Die Liebesgeschichte beginnt im April 1942. Jacqueline ist 24 Jahre alt. Ihr Versuch, Schauspielerin zu werden, ist misslungen, sie braucht dringend eine feste Arbeitsstelle. Ein gewisser Herbert Ranft, so erfährt sie, sucht eine mehrsprachige Sekretärin, Schwerpunkt Deutsch-Französisch. Sie trifft ihn zu einem Vorstellungsgespräch. Später wird sie diese Begegnung so beschreiben: „Ich stehe einem großen, soliden Mann in den Vierzigern mit einem durchdringenden Blick aus blauen Augen gegenüber, er macht einen sehr reifen, verantwortungsbewussten Eindruck; er erklärt mir, er wolle ein Ingenieur- und Beratungsbüro aufmachen, sei Diplom-Ingenieur und brauche eine Fremdsprachensekretärin. Ich merke fast unmittelbar, dass er, obwohl er perfekt Französisch spricht, Deutscher ist.“

Na und, denkt die Französin, ihre Familie hat deutsche Wurzeln, sie spricht gut Deutsch und braucht dringend einen Job. Und dann passiert das, was die Franzosen einen „coup de foudre“ nennen, die große Liebe auf den ersten Blick: „Unvermittelt merke ich, dass mich dieser Mann sehr anzieht und dass ich auf dem besten Weg bin, mich in ihn zu verlieben. So wie mir das nie zuvor passiert ist.“ Schnell wird die Sekretärin zu Ranfts Maitresse, das Paar zieht in ein luxuriöses Appartement nahe der Place de l’Etoile. Eine scheinbar perfekte deutsch-französische Beziehung.

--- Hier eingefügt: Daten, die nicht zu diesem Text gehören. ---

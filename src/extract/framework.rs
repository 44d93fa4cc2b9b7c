//! Script-rendering framework detection
//!
//! Classification is an ordered list of rules evaluated first-match-wins.
//! Vue is listed before the generic single-page-app rule, so a page carrying
//! both kinds of markers is classified as Vue.

use std::fmt;

/// Framework classification of a page's static markup
#[derive(Debug, Clone, Copy, PartialEq, Eq, Hash, Default)]
pub enum FrameworkKind {
    /// Static markup, no client-side rendering detected
    #[default]
    None,
    /// Generic single-page app (React-style root mount)
    React,
    /// Vue 2 or Vue 3 application
    Vue,
}

impl FrameworkKind {
    /// Returns true if the page is rendered client-side
    pub fn is_script_rendered(&self) -> bool {
        !matches!(self, Self::None)
    }
}

impl fmt::Display for FrameworkKind {
    fn fmt(&self, f: &mut fmt::Formatter<'_>) -> fmt::Result {
        let name = match self {
            Self::None => "static",
            Self::React => "react",
            Self::Vue => "vue",
        };
        write!(f, "{}", name)
    }
}

/// How a rule compares its fingerprints against the markup
#[derive(Debug, Clone, Copy, PartialEq, Eq)]
pub enum MatchMode {
    /// Byte-exact substring match
    Exact,
    /// Substring match after lower-casing both sides
    CaseInsensitive,
}

/// One detection rule: any fingerprint present selects `kind`
#[derive(Debug, Clone, Copy)]
pub struct FrameworkRule {
    pub kind: FrameworkKind,
    pub mode: MatchMode,
    pub fingerprints: &'static [&'static str],
}

impl FrameworkRule {
    fn matches(&self, html: &str, lowered: &str) -> bool {
        match self.mode {
            MatchMode::Exact => self.fingerprints.iter().any(|f| html.contains(f)),
            MatchMode::CaseInsensitive => self
                .fingerprints
                .iter()
                .any(|f| lowered.contains(&f.to_lowercase())),
        }
    }
}

/// Detection rules in priority order
pub const FRAMEWORK_RULES: &[FrameworkRule] = &[
    FrameworkRule {
        kind: FrameworkKind::Vue,
        mode: MatchMode::CaseInsensitive,
        fingerprints: &[
            // Vue 2
            "__vue__",
            "data-v-",
            "_v-",
            "vue.min.js",
            "vue.global.prod.js",
            // Vue 3
            "__vue_app__",
            "@vue/runtime-core",
            "runtime-dom",
            // common
            "vue.config",
            "vue-devtools",
            r#"id="app""#,
        ],
    },
    FrameworkRule {
        kind: FrameworkKind::React,
        mode: MatchMode::Exact,
        fingerprints: &[
            r#"id="root""#,
            "id='root'",
            "data-reactroot",
            "data-reactid",
            "data-react-root",
            "react",
        ],
    },
];

/// Classifies static HTML using [`FRAMEWORK_RULES`]
///
/// # Examples
///
/// ```
/// use contact_scout::extract::{detect_framework, FrameworkKind};
///
/// assert_eq!(detect_framework(r#"<div id="app" data-v-1a2b></div>"#), FrameworkKind::Vue);
/// assert_eq!(detect_framework(r#"<div id="root"></div>"#), FrameworkKind::React);
/// assert_eq!(detect_framework("<p>Hello</p>"), FrameworkKind::None);
/// ```
pub fn detect_framework(html: &str) -> FrameworkKind {
    detect_with_rules(html, FRAMEWORK_RULES)
}

/// Classifies HTML against an explicit rule list, first match wins
pub fn detect_with_rules(html: &str, rules: &[FrameworkRule]) -> FrameworkKind {
    let lowered = html.to_lowercase();
    rules
        .iter()
        .find(|rule| rule.matches(html, &lowered))
        .map(|rule| rule.kind)
        .unwrap_or_default()
}
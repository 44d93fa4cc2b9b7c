//! HTTP fetcher implementation
//!
//! This module handles all HTTP requests of a discovery run, including:
//! - Building the HTTP client (certificate checks disabled, redirects followed)
//! - Primary and alternate header profiles
//! - The single alternate-profile retry of the main page fetch
//! - Classification of network failures

use crate::config::{FetchConfig, UserAgentConfig};
use reqwest::header::{HeaderMap, HeaderValue, ACCEPT, CONNECTION, USER_AGENT};
use reqwest::{redirect::Policy, Client};
use std::time::Duration;
use thiserror::Error;

/// Outcome of a fetch that produced an HTTP response
#[derive(Debug, Clone, PartialEq, Eq)]
pub struct PageFetchResult {
    /// Response body, possibly a soft-404 page
    pub html: String,
    pub status_code: u16,
    /// True for 2xx responses
    pub succeeded: bool,
}

/// A fetch that produced no usable HTTP response
#[derive(Debug, Error)]
pub enum FetchError {
    #[error("Request timeout for {url}")]
    Timeout { url: String },

    #[error("Connection failed for {url}: {message}")]
    Connect { url: String, message: String },

    #[error("Too many redirects from {url}")]
    RedirectLimit { url: String },

    #[error("HTTP error for {url}: {source}")]
    Http {
        url: String,
        #[source]
        source: reqwest::Error,
    },
}

impl FetchError {
    fn classify(url: &str, error: reqwest::Error) -> Self {
        let url = url.to_string();
        if error.is_timeout() {
            FetchError::Timeout { url }
        } else if error.is_connect() {
            FetchError::Connect {
                url,
                message: error.to_string(),
            }
        } else if error.is_redirect() {
            FetchError::RedirectLimit { url }
        } else {
            FetchError::Http { url, source: error }
        }
    }
}

/// The simulated client identity a request is sent with
#[derive(Debug, Clone, Copy, PartialEq, Eq)]
pub enum HeaderProfile {
    /// Desktop browser identity
    Primary,
    /// Command-line client identity, used for the one retry
    Alternate,
}

/// HTTP fetcher shared by every stage of a run
#[derive(Debug, Clone)]
pub struct Fetcher {
    client: Client,
    primary: HeaderMap,
    alternate: HeaderMap,
    timeout: Duration,
    probe_timeout: Duration,
}

impl Fetcher {
    /// Builds a fetcher from configuration
    ///
    /// # Returns
    ///
    /// * `Ok(Fetcher)` - Successfully built fetcher
    /// * `Err(reqwest::Error)` - Failed to build the HTTP client
    pub fn new(fetch: &FetchConfig, agents: &UserAgentConfig) -> Result<Self, reqwest::Error> {
        Ok(Self {
            client: build_http_client(fetch)?,
            primary: header_profile(&agents.primary),
            alternate: header_profile(&agents.alternate),
            timeout: fetch.timeout(),
            probe_timeout: fetch.probe_timeout(),
        })
    }

    /// Fetches a URL once with the primary profile and the standard timeout
    pub async fn fetch(&self, url: &str) -> Result<PageFetchResult, FetchError> {
        self.fetch_with(url, HeaderProfile::Primary, self.timeout)
            .await
    }

    /// Fetches a URL once with the primary profile and the short probe timeout
    pub async fn probe(&self, url: &str) -> Result<PageFetchResult, FetchError> {
        self.fetch_with(url, HeaderProfile::Primary, self.probe_timeout)
            .await
    }

    /// Fetches the main page of a site
    ///
    /// # Retry Logic
    ///
    /// | Condition | Action |
    /// |-----------|--------|
    /// | HTTP 2xx/3xx | Return |
    /// | HTTP 4xx/5xx | Retry once with the alternate profile, return that response |
    /// | Network error | Return the error, no retry |
    ///
    /// A persistent non-2xx response is returned with `succeeded == false`;
    /// its body may still carry content.
    pub async fn fetch_main(&self, url: &str) -> Result<PageFetchResult, FetchError> {
        let first = self.fetch_with(url, HeaderProfile::Primary, self.timeout).await?;
        if !is_client_or_server_error(first.status_code) {
            return Ok(first);
        }

        tracing::debug!(
            "{} returned {}, retrying with alternate headers",
            url,
            first.status_code
        );
        self.fetch_with(url, HeaderProfile::Alternate, self.timeout)
            .await
    }

    /// Sends a single GET request
    pub async fn fetch_with(
        &self,
        url: &str,
        profile: HeaderProfile,
        timeout: Duration,
    ) -> Result<PageFetchResult, FetchError> {
        let headers = match profile {
            HeaderProfile::Primary => self.primary.clone(),
            HeaderProfile::Alternate => self.alternate.clone(),
        };

        let response = self
            .client
            .get(url)
            .headers(headers)
            .timeout(timeout)
            .send()
            .await
            .map_err(|e| FetchError::classify(url, e))?;

        let status = response.status();
        let html = response
            .text()
            .await
            .map_err(|e| FetchError::classify(url, e))?;

        Ok(PageFetchResult {
            html,
            status_code: status.as_u16(),
            succeeded: status.is_success(),
        })
    }
}

/// Builds the HTTP client used for every request
///
/// Certificate verification is disabled: many small business and school
/// sites serve expired or self-signed certificates.
pub fn build_http_client(config: &FetchConfig) -> Result<Client, reqwest::Error> {
    Client::builder()
        .timeout(config.timeout())
        .connect_timeout(config.timeout())
        .redirect(Policy::limited(config.max_redirects))
        .danger_accept_invalid_certs(true)
        .gzip(true)
        .brotli(true)
        .build()
}

/// Builds the request headers of one client identity
fn header_profile(user_agent: &str) -> HeaderMap {
    let mut headers = HeaderMap::new();
    if let Ok(value) = HeaderValue::from_str(user_agent) {
        headers.insert(USER_AGENT, value);
    }
    headers.insert(ACCEPT, HeaderValue::from_static("*/*"));
    headers.insert(CONNECTION, HeaderValue::from_static("keep-alive"));
    headers
}

fn is_client_or_server_error(status_code: u16) -> bool {
    (400..600).contains(&status_code)
}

Die alles andere als einfach ist. Die politische Situation ist kompliziert. Sie ist eine nicht sehr lebenstüchtige junge Frau, er ein um 16 Jahre älterer Draufgänger. Im November 1936 hat ihn ein Pariser Militärgericht wegen Spionage für die deutsche militärische Abwehr zu zehn Jahren Gefängnis verurteilt. Und wer die Prozessakten studiert, kommt aus dem Staunen nicht heraus. Ranft lügt wie gedruckt, sein Lebenslauf ist eine einzige Hochstapelei – und die Richter merken es nicht. Er nennt sich Diplom-Ingenieur, hat aber lediglich eine Mechanikerlehre gemacht. Er behauptet, er sei vor der antisemitischen Verfolgung in Deutschland geflohen – dabei ist er gar kein Jude.

Warum er 1925 nach Frankreich kam, bleibt unklar. Er schlägt sich mit Jobs als Dreher, technischer Zeichner und Vertreter durch. Erwiesen ist, dass Ranft sich im Oktober 1935 von der Abwehr des Admirals Canaris als Spion engagieren lässt. Angeblich bei einem kurzen Aufenthalt in einem Berliner Obdachlosenasyl von einem gewissen Otto Suhr. Als er sich ein paar Wochen später mit (wenig geheimen) Dokumenten zu einem Treff nach Amsterdam aufmacht, wird er im Pariser Nordbahnhof von der Sicherheitspolizei verhaftet. Im Prozess hat er wenig zu seiner Verteidigung vorzubringen. Auch dass sein Pflichtverteidiger, Maître Albert Naud, einer der bekanntesten Anwälte jener Jahre ist, nützt ihm nichts. Ranft muss für zehn Jahre ins Gefängnis.